We needed something cheaper that still proves fairness—without the blockchain overhead.
The Solution
TEE-backed randomness. We run a random number generator inside Intel TDX (a hardware Trusted Execution Environment), then attach a cryptographic attestation proving:
- The randomness was generated inside genuine Intel hardware
- The code hasn’t been tampered with
- The specific request was processed
┌─────────────────┐ ┌──────────────────────┐ ┌─────────────┐
│ Client Request │────▶│ TEE generates random │────▶│ Attestation │
└─────────────────┘ └──────────────────────┘ └──────┬──────┘
│
┌─────────────────┐ │
│ Client Receives │◀─────────────────┘
│ Result │ ┌─────────────┐
└─────────────────┘ │ Arweave │
│ Proof │
└─────────────┘
The stack:
- Runtime: Intel TDX (Phala Cloud)
- Randomness: OS CSPRNG (
/dev/urandom) inside the TEE - Attestation: TDX quote with hardware measurements
- Proof storage: Arweave via Turbo SDK (free under 100KB)

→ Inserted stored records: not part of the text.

use crate::kafka::context::{ConsumerEvents, Notification, ProducerEvents};

use tokio::sync::watch;
use tracing::{info, instrument, warn};

// Drain consumer errors and notifications into the log until the channels
// close or the shutdown signal fires. The channels are handed back so that a
// caller switching to manual error handling can take them over.
#[instrument(name = "consumer_logger", skip_all)]
pub(crate) async fn log_consumer_events(
    mut events: ConsumerEvents,
    mut shutdown: watch::Receiver<()>,
) -> ConsumerEvents {
    info!("spawned a consumer logger, no manual error handling");
    loop {
        tokio::select! {
            error = events.errors.recv() => match error {
                Some(error) => warn!(error.message = %error, error.details = ?error, "kafka consumer error"),
                None => break,
            },
            notification = events.notifications.recv() => match notification {
                Some(Notification::Failed(reason)) => warn!(reason, "kafka consumer rebalance failed"),
                Some(notification) => info!(?notification, "kafka consumer notification"),
                None => break,
            },
            _ = shutdown.changed() => break,
        }
    }
    info!("consumer logger terminated");
    events
}

#[instrument(name = "producer_logger", skip_all)]
pub(crate) async fn log_producer_events(
    mut events: ProducerEvents,
    mut shutdown: watch::Receiver<()>,
) -> ProducerEvents {
    info!("spawned a producer logger, no manual error handling");
    loop {
        tokio::select! {
            error = events.errors.recv() => match error {
                Some(producer_error) => warn!(
                    error.message = %producer_error.error,
                    topic = ?producer_error.topic,
                    "kafka producer error"
                ),
                None => break,
            },
            _ = shutdown.changed() => break,
        }
    }
    info!("producer logger terminated");
    events
}
mod auth;
mod base;
mod connector;
mod consumer;
mod context;
mod logger;
mod producer;

pub use auth::{Credentials, SASL_PASS_VAR, SASL_USER_VAR};
pub use base::{client_config, parse_brokers, ConnectorError, InitialOffset, EVENT_CHANNEL_CAPACITY};
pub use connector::Connector;
pub use context::{
    ConsumerEventContext, ConsumerEvents, Notification, ProducerError, ProducerEventContext,
    ProducerEvents, TopicPartition,
};
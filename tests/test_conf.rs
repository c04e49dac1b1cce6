use flow_connector::conf::{ConfigError, KafkaConfig, SecurityProtocol};

use std::io::Write;

use tempfile::NamedTempFile;

fn write_config(content: &str) -> NamedTempFile {
    let mut file = NamedTempFile::new().unwrap();
    file.write_all(content.as_bytes()).unwrap();
    file
}

#[test]
fn test_load_test_config() {
    let config = KafkaConfig::load("tests/config.test.yaml").unwrap();
    assert_eq!(config.brokers, "127.0.0.1:1");
    assert_eq!(config.security_protocol, SecurityProtocol::Plaintext);
    assert_eq!(config.channel_length, 0);
    assert!(!config.verify_connection);
    assert_eq!(config.metadata_timeout_secs, 1);
    // unset keys keep their defaults
    assert_eq!(config.sasl_mechanism, "PLAIN");
    assert_eq!(config.session_timeout_ms, 6000);
}

#[test]
fn test_missing_kafka_section_uses_defaults() {
    let file = write_config("other: 1\n");
    let config = KafkaConfig::load(file.path().to_str().unwrap()).unwrap();
    assert_eq!(config.security_protocol, SecurityProtocol::SaslSsl);
    assert_eq!(config.ssl_ca_location.as_deref(), Some("probe"));
}

#[test]
fn test_placeholders_are_expanded() {
    std::env::set_var("FLOW_CONF_TEST_BROKERS", "kafka-1:9093,kafka-2:9093");
    let file = write_config(
        "kafka:\n  brokers: ${FLOW_CONF_TEST_BROKERS}\n  debug: ${FLOW_CONF_TEST_DEBUG:-cgrp}\n",
    );
    let config = KafkaConfig::load(file.path().to_str().unwrap()).unwrap();
    assert_eq!(config.brokers, "kafka-1:9093,kafka-2:9093");
    assert_eq!(config.debug.as_deref(), Some("cgrp"));
}

#[test]
fn test_missing_placeholder_variable() {
    let file = write_config("kafka:\n  brokers: ${FLOW_CONF_TEST_UNSET_VARIABLE}\n");
    let result = KafkaConfig::load(file.path().to_str().unwrap());
    assert!(matches!(result, Err(ConfigError::EnvExpansion(_))));
}

#[test]
fn test_environment_overrides_file() {
    std::env::set_var("FLOW__KAFKA__FLUSH_TIMEOUT_SECS", "45");
    let file = write_config("kafka:\n  flush_timeout_secs: 30\n");
    let config = KafkaConfig::load(file.path().to_str().unwrap()).unwrap();
    std::env::remove_var("FLOW__KAFKA__FLUSH_TIMEOUT_SECS");
    assert_eq!(config.flush_timeout_secs, 45);
}

#[test]
fn test_invalid_security_protocol() {
    let file = write_config("kafka:\n  security_protocol: carrier_pigeon\n");
    let result = KafkaConfig::load(file.path().to_str().unwrap());
    assert!(matches!(result, Err(ConfigError::InvalidConfig(_))));
}

#[test]
fn test_missing_file() {
    let result = KafkaConfig::load("tests/does-not-exist.yaml");
    assert!(matches!(result, Err(ConfigError::ConfigFileNotFound(_))));
}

- Payment: x402 protocol (USDC on Base or Solana)
The Cost Breakdown
| Solution | Cost per Request | Annual Cost (365K req) | Verifiable? |
|---|---|---|---|
Math.random() | $0 | $0 | ✗ No proof |
| Our TEE Solution | ~$0.01 | ~$3,650 | ✓ Hardware attestation |
| Switchboard VRF | ~$0.28 | ~$102K | ✓ On-chain |
| Chainlink VRF | ~$5-50 | ~$1.8M-$18M | ✓ On-chain |
For Mystery Gift’s 1,000 daily pulls: ~$6/month vs ~$100K/month with Switchboard or ~$15,000/month with Chainlink.
Why not just use Math.random()? For gacha games where players spend real money, users need to verify fairness. Without proof, you’re asking players to trust you didn’t rig the drops.
When to Use What
| Use Case | Our Solution | Chainlink VRF |
|---|---|---|
| Gacha games / loot boxes | ✓ Perfect fit | Overkill |
| Off-chain gaming | ✓ Perfect fit | Overkill |
| On-chain lottery | ✗ Won’t work | ✓ Required |
| DeFi liquidations | ✗ Won’t work | ✓ Required |
The Tradeoffs
Not deterministic. Same request returns different results—fine for gacha pulls, unusable for smart contracts.
Hardware trust assumption. We trust Intel’s TDX implementation; Chainlink distributes trust across 18+ oracle nodes.
Off-chain only. The attestation proves fairness to your backend, not to a smart contract.
For gacha games, these tradeoffs are acceptable. Users verify the TEE attestation, Arweave provides an immutable audit trail, and the 96% cost savings (vs Switchboard) fund better game development.
Built with Intel TDX, Arweave, and x402.